After reading the 20 top home amp thread I went as far as getting a quote from Cattylink for a Bada amp. Now, after reading some of this "modding" stuff it makes me wonder how good the thing is stock that it would impel people to spend so much time, effort and money to get a different/better sound. What exactly is wrong with the stock sound if one spends a little more on better tubes?


----------



## tourmaline

Quote:


  Originally Posted by *Hellenback* /img/forum/go_quote.gif 
_After reading the 20 top home amp thread I went as far as getting a quote from Cattylink for a Bada amp. Now, after reading some of this "modding" stuff it makes me wonder how good the thing is stock that it would impel people to spend so much time, effort and money to get a different/better sound. What exactly is wrong with the stock sound if one spends a little more on better tubes?_

 


 Nothing is wrong with the bada. It's just that some of us want more of the good out of the bada and suggested a few mods WITHOUT completely changing the sound of the bada. Tube change will get you allready a really good sound.

 As you put it so nicely; the bada won first place out of 20, also much more expensive amps.

 Do you read this ROAM? This means the amp isn't so bad at all. Or do you plan on completely redesigning the other 19 amps as well?!


----------



## kool bubba ice

Quote:


  Originally Posted by *Hellenback* /img/forum/go_quote.gif 
_After reading the 20 top home amp thread I went as far as getting a quote from Cattylink for a Bada amp. Now, after reading some of this "modding" stuff it makes me wonder how good the thing is stock that it would impel people to spend so much time, effort and money to get a different/better sound. What exactly is wrong with the stock sound if one spends a little more on better tubes?_

 

The Bada sounds very nice in stock form.. Mates very well with the 701's & 650's...


----------



## minivan

i dont understand why he bought 3 bada if he reckon amp design is childplay. i would assume when he got his first bada, he would definitely open it up and laugh at it's circuit design? why would he go through all the trouble to buy a second and third bada? some1 care to explain ?


----------



## Black Stuart

Roam, 
 your remark about monkies was deeply offensive and entirely rascist, since you know full well that the amp is Chinese designed. In the UK you would almost certainly be facing a criminal charge for for 'incitement to racial hatred'.

 You've had 3 Badas through your hands - what exactly does that mean - have you owned 3 Badas, if not where did they come from?

 Every piece of electrical equipment I have ever owned has had the caveat that ' the manufacturers retain the right to alter the design or change components'. This is'nt the case in the USA as well - of course it is - just another racist slur.

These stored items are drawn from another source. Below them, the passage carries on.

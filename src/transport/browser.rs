//! Browser transport over `fetch` via gloo-net.
//!
//! Requests go out with `credentials: same-origin`, so the WordPress auth
//! cookies ride along only when the API root shares the page's origin.

use gloo_net::http::{Request, RequestCredentials};

use super::Transport;
use crate::error::TransportError;
use crate::request::{ApiRequest, Credentials, Method};
use crate::response::RawResponse;

#[derive(Debug, Clone, Copy, Default)]
pub struct GlooTransport;

fn fetch_credentials(credentials: Credentials) -> RequestCredentials {
    match credentials {
        Credentials::SameOrigin => RequestCredentials::SameOrigin,
    }
}

#[async_trait::async_trait(?Send)]
impl Transport for GlooTransport {
    async fn send(&self, request: ApiRequest) -> Result<RawResponse, TransportError> {
        let mut builder = match request.method {
            Method::Get => Request::get(&request.url),
            Method::Post => Request::post(&request.url),
        }
        .credentials(fetch_credentials(request.credentials));
        for (name, value) in &request.headers {
            builder = builder.header(name, value);
        }

        let sent = match request.body {
            Some(body) => {
                let req = builder
                    .body(body)
                    .map_err(|e| TransportError::InvalidRequest(e.to_string()))?;
                req.send().await
            }
            None => builder.send().await,
        };
        let response = sent.map_err(|e| TransportError::Request(e.to_string()))?;

        let status = response.status();
        let body = response
            .text()
            .await
            .map_err(|e| TransportError::Body(e.to_string()))?;
        Ok(RawResponse { status, body })
    }
}
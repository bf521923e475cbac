//! Client for the Jetpack `jetpack/v4` WordPress REST API.
//!
//! SYSTEM CONTEXT
//! ==============
//! The admin UI talks to its host WordPress site through a fixed catalogue of
//! endpoints (connection, modules, settings, stats, site data, notices).
//! [`RestApiClient`] turns each into one typed async method of
//! [`JetpackApi`] and classifies every failure as an [`ApiError`].
//!
//! `api` declares the operations, `client` implements them, `request` and
//! `response` build and classify HTTP exchanges, `endpoints` owns the URL
//! layout, and `transport` executes requests (reqwest natively, gloo-net
//! `fetch` under the `hydrate` feature).

pub mod api;
pub mod client;
pub mod config;
pub mod endpoints;
pub mod error;
pub mod request;
pub mod response;
pub mod transport;

pub use api::{ApiResult, JetpackApi, JumpStartAction};
pub use client::RestApiClient;
pub use config::{ClientConfig, ConfigError};
pub use error::{ApiError, TransportError};
pub use transport::Transport;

 Mundorf-Audiophilers are cheap caps, that I use with great results but you did'nt refer to these did you, or the excellant (cheap) Russian polys in oil - did'nt suit your argument - pathetic.

 You racially abuse the manufacturers of the Bada, you openly state a contempt for professional designers.

 Your work was with professional measuring equipment - all it had to do was be accurate - what the hell has that got to with sonics.

 The 3 tube design in a lot of really good gear is used simply because that has proved to be the optimum way to acheive best sound - a driver tube to formulate the overall sound and the drivers (2) that compliment it. That is exactly what those who have the Bada like about it so much - the ability to personalise the sound.

 I think that Tourmaline has hit the nail on the head - you refer to him as 'a spoiled teenage brat' well I feel pretty sure in speaking for others here that those words sum YOU up very well and not Tourmaline. This is not the place to work out your mid-life crisis.

 You need to seek some help or if you have already, your not taking enough Largactyl. 

 Hellenback - there is a clear divide here between the USA and Europe. Far more Europeans will work on a piece of audio gear to improve what they hear but in the States you sell and buy another - just look at the for sale section here on Head-fi.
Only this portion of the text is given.